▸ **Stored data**
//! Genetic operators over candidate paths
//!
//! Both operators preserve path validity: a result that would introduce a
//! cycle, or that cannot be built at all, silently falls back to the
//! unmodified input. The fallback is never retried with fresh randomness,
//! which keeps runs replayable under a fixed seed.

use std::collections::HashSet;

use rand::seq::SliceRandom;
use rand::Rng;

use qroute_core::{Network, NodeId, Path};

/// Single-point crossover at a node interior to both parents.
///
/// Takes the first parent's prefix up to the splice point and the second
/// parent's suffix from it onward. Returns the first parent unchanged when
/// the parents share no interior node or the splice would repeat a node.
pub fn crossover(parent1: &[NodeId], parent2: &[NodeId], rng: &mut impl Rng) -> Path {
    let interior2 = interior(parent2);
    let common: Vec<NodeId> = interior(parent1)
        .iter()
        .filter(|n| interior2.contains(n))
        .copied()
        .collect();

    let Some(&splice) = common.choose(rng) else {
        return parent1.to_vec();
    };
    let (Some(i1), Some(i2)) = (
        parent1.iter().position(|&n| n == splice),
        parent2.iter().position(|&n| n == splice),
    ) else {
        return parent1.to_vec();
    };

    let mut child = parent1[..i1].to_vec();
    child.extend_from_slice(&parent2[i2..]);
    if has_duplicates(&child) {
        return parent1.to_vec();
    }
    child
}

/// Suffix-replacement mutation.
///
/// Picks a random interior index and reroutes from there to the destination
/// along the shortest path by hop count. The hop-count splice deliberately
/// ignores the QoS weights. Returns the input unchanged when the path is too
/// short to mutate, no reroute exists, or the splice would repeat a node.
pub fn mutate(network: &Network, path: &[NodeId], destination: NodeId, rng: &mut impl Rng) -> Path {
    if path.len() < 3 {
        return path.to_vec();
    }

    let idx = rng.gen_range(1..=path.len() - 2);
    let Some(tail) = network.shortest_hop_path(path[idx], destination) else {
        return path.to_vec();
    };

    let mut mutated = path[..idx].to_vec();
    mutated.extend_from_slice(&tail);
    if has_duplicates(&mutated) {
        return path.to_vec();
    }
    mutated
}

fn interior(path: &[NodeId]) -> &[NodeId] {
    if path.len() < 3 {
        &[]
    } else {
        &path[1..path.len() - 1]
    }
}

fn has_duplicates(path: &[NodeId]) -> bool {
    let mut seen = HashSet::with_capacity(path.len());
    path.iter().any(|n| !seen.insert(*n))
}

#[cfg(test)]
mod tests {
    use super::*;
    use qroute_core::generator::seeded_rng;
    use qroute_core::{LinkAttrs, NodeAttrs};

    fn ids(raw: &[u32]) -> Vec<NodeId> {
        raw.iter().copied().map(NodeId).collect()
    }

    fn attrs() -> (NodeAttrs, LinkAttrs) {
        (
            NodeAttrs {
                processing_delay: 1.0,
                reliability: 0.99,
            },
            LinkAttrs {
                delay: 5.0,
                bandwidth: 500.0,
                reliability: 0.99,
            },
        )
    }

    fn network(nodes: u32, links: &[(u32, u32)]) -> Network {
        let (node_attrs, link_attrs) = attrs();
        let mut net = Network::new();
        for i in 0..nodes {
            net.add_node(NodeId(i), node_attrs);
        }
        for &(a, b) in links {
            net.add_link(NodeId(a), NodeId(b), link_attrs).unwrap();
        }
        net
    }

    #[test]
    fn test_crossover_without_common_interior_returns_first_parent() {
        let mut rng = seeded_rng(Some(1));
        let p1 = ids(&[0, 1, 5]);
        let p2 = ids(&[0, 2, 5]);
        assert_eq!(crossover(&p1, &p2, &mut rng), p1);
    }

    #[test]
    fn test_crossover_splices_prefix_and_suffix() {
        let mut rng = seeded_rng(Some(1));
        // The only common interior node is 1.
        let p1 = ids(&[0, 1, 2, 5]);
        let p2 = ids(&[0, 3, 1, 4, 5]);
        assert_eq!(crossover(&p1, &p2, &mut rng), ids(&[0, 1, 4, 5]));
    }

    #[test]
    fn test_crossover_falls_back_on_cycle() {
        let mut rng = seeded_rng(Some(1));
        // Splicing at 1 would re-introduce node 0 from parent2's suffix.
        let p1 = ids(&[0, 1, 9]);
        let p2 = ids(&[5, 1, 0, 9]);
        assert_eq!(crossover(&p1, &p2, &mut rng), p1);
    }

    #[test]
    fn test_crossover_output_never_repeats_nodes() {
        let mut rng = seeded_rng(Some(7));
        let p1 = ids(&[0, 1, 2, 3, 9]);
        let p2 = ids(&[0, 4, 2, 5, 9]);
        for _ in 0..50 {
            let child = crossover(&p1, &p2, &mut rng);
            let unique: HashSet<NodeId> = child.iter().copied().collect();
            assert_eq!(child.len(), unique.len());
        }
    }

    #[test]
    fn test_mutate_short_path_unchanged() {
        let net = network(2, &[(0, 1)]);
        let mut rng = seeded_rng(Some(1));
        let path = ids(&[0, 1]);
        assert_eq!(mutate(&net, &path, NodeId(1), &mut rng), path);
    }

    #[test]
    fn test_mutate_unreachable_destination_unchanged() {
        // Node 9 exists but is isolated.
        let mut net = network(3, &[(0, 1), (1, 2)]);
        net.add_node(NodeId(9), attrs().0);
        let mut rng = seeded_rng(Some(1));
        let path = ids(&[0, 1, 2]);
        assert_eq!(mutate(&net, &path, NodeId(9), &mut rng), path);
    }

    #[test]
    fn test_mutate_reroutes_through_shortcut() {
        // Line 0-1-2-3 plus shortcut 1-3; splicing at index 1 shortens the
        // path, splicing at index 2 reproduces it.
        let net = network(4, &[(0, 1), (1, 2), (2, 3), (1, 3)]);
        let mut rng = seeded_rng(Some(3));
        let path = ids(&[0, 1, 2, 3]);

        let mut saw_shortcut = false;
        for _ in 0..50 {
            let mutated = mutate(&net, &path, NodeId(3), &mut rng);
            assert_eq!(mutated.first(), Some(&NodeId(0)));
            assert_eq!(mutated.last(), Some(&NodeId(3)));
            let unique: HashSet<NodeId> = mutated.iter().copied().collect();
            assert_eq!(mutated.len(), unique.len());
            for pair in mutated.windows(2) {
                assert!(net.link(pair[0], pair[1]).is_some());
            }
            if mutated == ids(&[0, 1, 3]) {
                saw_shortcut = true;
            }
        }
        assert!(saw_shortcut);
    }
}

▸ **Work instructions**
Exactly as they appear above, set down all of the records once more.

▸ **Finished exercise**
//! Genetic operators over candidate paths
//!
//! Both operators preserve path validity: a result that would introduce a
//! cycle, or that cannot be built at all, silently falls back to the
//! unmodified input. The fallback is never retried with fresh randomness,
//! which keeps runs replayable under a fixed seed.

use std::collections::HashSet;

use rand::seq::SliceRandom;
use rand::Rng;

use qroute_core::{Network, NodeId, Path};

/// Single-point crossover at a node interior to both parents.
///
/// Takes the first parent's prefix up to the splice point and the second
/// parent's suffix from it onward. Returns the first parent unchanged when
/// the parents share no interior node or the splice would repeat a node.
pub fn crossover(parent1: &[NodeId], parent2: &[NodeId], rng: &mut impl Rng) -> Path {
    let interior2 = interior(parent2);
    let common: Vec<NodeId> = interior(parent1)
        .iter()
        .filter(|n| interior2.contains(n))
        .copied()
        .collect();

    let Some(&splice) = common.choose(rng) else {
        return parent1.to_vec();
    };
    let (Some(i1), Some(i2)) = (
        parent1.iter().position(|&n| n == splice),
        parent2.iter().position(|&n| n == splice),
    ) else {
        return parent1.to_vec();
    };

    let mut child = parent1[..i1].to_vec();
    child.extend_from_slice(&parent2[i2..]);
    if has_duplicates(&child) {
        return parent1.to_vec();
    }
    child
}

/// Suffix-replacement mutation.
///
/// Picks a random interior index and reroutes from there to the destination
/// along the shortest path by hop count. The hop-count splice deliberately
/// ignores the QoS weights. Returns the input unchanged when the path is too
/// short to mutate, no reroute exists, or the splice would repeat a node.
pub fn mutate(network: &Network, path: &[NodeId], destination: NodeId, rng: &mut impl Rng) -> Path {
    if path.len() < 3 {
        return path.to_vec();
    }

    let idx = rng.gen_range(1..=path.len() - 2);
    let Some(tail) = network.shortest_hop_path(path[idx], destination) else {
        return path.to_vec();
    };

    let mut mutated = path[..idx].to_vec();
    mutated.extend_from_slice(&tail);
    if has_duplicates(&mutated) {
        return path.to_vec();
    }
    mutated
}

fn interior(path: &[NodeId]) -> &[NodeId] {
    if path.len() < 3 {
        &[]
    } else {
        &path[1..path.len() - 1]
    }
}

fn has_duplicates(path: &[NodeId]) -> bool {
    let mut seen = HashSet::with_capacity(path.len());
    path.iter().any(|n| !seen.insert(*n))
}

#[cfg(test)]
mod tests {
    use super::*;
    use qroute_core::generator::seeded_rng;
    use qroute_core::{LinkAttrs, NodeAttrs};

    fn ids(raw: &[u32]) -> Vec<NodeId> {
        raw.iter().copied().map(NodeId).collect()
    }

    fn attrs() -> (NodeAttrs, LinkAttrs) {
        (
            NodeAttrs {
                processing_delay: 1.0,
                reliability: 0.99,
            },
            LinkAttrs {
                delay: 5.0,
                bandwidth: 500.0,
                reliability: 0.99,
            },
        )
    }

    fn network(nodes: u32, links: &[(u32, u32)]) -> Network {
        let (node_attrs, link_attrs) = attrs();
        let mut net = Network::new();
        for i in 0..nodes {
            net.add_node(NodeId(i), node_attrs);
        }
        for &(a, b) in links {
            net.add_link(NodeId(a), NodeId(b), link_attrs).unwrap();
        }
        net
    }

    #[test]
    fn test_crossover_without_common_interior_returns_first_parent() {
        let mut rng = seeded_rng(Some(1));
        let p1 = ids(&[0, 1, 5]);
        let p2 = ids(&[0, 2, 5]);
        assert_eq!(crossover(&p1, &p2, &mut rng), p1);
    }

    #[test]
    fn test_crossover_splices_prefix_and_suffix() {
        let mut rng = seeded_rng(Some(1));
        // The only common interior node is 1.
        let p1 = ids(&[0, 1, 2, 5]);
        let p2 = ids(&[0, 3, 1, 4, 5]);
        assert_eq!(crossover(&p1, &p2, &mut rng), ids(&[0, 1, 4, 5]));
    }

    #[test]
    fn test_crossover_falls_back_on_cycle() {
        let mut rng = seeded_rng(Some(1));
        // Splicing at 1 would re-introduce node 0 from parent2's suffix.
        let p1 = ids(&[0, 1, 9]);
        let p2 = ids(&[5, 1, 0, 9]);
        assert_eq!(crossover(&p1, &p2, &mut rng), p1);
    }

    #[test]
    fn test_crossover_output_never_repeats_nodes() {
        let mut rng = seeded_rng(Some(7));
        let p1 = ids(&[0, 1, 2, 3, 9]);
        let p2 = ids(&[0, 4, 2, 5, 9]);
        for _ in 0..50 {
            let child = crossover(&p1, &p2, &mut rng);
            let unique: HashSet<NodeId> = child.iter().copied().collect();
            assert_eq!(child.len(), unique.len());
        }
    }

    #[test]
    fn test_mutate_short_path_unchanged() {
        let net = network(2, &[(0, 1)]);
        let mut rng = seeded_rng(Some(1));
        let path = ids(&[0, 1]);
        assert_eq!(mutate(&net, &path, NodeId(1), &mut rng), path);
    }

    #[test]
    fn test_mutate_unreachable_destination_unchanged() {
        // Node 9 exists but is isolated.
        let mut net = network(3, &[(0, 1), (1, 2)]);
        net.add_node(NodeId(9), attrs().0);
        let mut rng = seeded_rng(Some(1));
        let path = ids(&[0, 1, 2]);
        assert_eq!(mutate(&net, &path, NodeId(9), &mut rng), path);
    }

    #[test]
    fn test_mutate_reroutes_through_shortcut() {
        // Line 0-1-2-3 plus shortcut 1-3; splicing at index 1 shortens the
        // path, splicing at index 2 reproduces it.
        let net = network(4, &[(0, 1), (1, 2), (2, 3), (1, 3)]);
        let mut rng = seeded_rng(Some(3));
        let path = ids(&[0, 1, 2, 3]);

        let mut saw_shortcut = false;
        for _ in 0..50 {
            let mutated = mutate(&net, &path, NodeId(3), &mut rng);
            assert_eq!(mutated.first(), Some(&NodeId(0)));
            assert_eq!(mutated.last(), Some(&NodeId(3)));
            let unique: HashSet<NodeId> = mutated.iter().copied().collect();
            assert_eq!(mutated.len(), unique.len());
            for pair in mutated.windows(2) {
                assert!(net.link(pair[0], pair[1]).is_some());
            }
            if mutated == ids(&[0, 1, 3]) {
                saw_shortcut = true;
            }
        }
        assert!(saw_shortcut);
    }
}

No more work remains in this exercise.